→ EXERCISE INSTRUCTIONS: Return, from the data below, each line that contains the word "const".

→ SUPPLIED DATA:
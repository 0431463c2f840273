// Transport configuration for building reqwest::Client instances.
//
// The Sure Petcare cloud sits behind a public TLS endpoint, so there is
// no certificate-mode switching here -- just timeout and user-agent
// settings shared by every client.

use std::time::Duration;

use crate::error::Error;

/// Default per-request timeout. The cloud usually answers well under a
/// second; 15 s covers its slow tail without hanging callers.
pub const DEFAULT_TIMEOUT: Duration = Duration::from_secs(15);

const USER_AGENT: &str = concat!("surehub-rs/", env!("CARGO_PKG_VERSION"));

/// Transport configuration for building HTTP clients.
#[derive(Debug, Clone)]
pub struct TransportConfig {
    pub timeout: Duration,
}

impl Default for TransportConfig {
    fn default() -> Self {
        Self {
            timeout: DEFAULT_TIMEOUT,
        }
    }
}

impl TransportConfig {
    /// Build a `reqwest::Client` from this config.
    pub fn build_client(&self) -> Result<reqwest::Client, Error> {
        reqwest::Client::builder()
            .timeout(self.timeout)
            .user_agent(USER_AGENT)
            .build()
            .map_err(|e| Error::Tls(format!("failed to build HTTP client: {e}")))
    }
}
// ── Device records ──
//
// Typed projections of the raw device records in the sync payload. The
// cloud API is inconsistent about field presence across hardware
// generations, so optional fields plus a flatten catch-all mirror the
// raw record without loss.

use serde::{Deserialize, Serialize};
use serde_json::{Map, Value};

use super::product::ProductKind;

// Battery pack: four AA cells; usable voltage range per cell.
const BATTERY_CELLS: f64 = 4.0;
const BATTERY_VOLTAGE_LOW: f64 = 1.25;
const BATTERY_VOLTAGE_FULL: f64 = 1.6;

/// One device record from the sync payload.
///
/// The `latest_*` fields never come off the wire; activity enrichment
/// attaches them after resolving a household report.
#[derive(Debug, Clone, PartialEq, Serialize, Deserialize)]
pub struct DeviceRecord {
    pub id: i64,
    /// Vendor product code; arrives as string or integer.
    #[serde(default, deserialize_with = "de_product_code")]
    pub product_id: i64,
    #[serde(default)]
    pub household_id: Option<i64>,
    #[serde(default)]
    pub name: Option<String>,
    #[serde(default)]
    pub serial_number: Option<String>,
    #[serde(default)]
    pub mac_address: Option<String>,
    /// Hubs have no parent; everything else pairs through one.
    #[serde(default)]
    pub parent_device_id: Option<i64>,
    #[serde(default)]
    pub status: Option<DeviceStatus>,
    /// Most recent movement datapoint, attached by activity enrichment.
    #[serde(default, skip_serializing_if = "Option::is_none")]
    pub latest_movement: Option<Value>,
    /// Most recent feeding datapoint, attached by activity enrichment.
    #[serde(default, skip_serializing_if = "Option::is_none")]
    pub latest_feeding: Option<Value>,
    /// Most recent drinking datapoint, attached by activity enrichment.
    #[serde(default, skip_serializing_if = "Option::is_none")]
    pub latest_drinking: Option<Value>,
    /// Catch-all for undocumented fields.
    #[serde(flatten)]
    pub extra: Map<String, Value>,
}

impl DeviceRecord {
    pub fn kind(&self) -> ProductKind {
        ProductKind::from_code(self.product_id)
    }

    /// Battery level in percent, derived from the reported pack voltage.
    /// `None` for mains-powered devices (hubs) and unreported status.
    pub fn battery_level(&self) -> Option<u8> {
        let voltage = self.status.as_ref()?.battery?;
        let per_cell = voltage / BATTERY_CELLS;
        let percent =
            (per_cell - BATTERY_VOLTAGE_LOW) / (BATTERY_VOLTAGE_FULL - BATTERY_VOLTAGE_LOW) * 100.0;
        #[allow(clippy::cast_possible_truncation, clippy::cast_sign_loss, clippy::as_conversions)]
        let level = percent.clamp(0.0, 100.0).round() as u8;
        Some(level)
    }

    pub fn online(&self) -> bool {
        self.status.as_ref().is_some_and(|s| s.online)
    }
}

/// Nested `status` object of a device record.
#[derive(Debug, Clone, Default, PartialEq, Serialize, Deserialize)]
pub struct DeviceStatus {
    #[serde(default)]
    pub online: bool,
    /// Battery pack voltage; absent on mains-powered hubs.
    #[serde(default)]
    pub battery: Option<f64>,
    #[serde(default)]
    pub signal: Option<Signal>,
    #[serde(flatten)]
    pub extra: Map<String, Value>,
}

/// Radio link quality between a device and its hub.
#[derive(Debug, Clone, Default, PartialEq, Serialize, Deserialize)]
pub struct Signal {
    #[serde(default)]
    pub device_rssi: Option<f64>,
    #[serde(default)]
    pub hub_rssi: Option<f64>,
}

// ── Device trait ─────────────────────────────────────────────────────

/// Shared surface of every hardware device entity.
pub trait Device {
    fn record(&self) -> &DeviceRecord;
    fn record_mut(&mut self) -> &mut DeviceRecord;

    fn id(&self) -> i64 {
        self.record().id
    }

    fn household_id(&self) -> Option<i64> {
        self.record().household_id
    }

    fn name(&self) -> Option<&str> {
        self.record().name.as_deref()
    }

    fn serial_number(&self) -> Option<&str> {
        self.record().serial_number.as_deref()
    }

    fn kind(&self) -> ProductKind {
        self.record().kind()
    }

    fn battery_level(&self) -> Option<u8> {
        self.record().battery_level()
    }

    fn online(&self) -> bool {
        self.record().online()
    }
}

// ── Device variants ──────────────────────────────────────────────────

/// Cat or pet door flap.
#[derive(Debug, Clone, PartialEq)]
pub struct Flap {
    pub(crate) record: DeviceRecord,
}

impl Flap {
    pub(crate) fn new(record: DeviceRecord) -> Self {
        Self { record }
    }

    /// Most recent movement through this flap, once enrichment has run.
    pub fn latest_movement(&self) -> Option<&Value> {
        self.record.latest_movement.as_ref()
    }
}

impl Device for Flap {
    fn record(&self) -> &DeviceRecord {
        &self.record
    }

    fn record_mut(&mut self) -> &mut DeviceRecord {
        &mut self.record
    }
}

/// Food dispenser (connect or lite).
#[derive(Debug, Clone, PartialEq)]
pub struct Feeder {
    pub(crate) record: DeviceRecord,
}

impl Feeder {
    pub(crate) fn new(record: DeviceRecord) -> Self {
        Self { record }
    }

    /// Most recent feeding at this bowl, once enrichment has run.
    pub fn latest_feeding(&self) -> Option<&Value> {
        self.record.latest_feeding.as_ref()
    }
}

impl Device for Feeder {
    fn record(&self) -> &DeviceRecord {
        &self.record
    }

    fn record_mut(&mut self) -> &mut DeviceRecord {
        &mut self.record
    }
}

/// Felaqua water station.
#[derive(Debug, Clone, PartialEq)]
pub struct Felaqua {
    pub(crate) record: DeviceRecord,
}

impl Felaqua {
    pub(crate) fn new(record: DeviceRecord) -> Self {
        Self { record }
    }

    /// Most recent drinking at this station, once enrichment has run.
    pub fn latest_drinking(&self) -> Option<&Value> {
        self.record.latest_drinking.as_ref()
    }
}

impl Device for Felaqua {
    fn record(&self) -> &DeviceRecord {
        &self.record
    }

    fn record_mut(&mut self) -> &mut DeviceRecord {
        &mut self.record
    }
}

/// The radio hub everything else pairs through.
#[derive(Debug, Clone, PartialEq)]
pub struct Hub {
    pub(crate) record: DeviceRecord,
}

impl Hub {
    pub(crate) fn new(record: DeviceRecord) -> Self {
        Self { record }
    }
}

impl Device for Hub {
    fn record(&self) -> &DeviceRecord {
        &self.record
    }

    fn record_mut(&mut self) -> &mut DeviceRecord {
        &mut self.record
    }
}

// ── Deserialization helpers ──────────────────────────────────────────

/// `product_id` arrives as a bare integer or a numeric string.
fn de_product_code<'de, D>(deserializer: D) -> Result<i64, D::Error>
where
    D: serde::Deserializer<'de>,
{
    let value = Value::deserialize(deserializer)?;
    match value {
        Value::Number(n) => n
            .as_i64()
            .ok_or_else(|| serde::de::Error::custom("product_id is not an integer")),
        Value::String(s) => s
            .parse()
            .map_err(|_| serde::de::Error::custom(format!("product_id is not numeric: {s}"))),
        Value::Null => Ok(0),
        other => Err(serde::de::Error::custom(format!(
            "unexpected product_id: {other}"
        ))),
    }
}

→ EXERCISE OUTPUT:
pub const DEFAULT_TIMEOUT: Duration = Duration::from_secs(15);
const USER_AGENT: &str = concat!("surehub-rs/", env!("CARGO_PKG_VERSION"));
const BATTERY_CELLS: f64 = 4.0;
const BATTERY_VOLTAGE_LOW: f64 = 1.25;
const BATTERY_VOLTAGE_FULL: f64 = 1.6;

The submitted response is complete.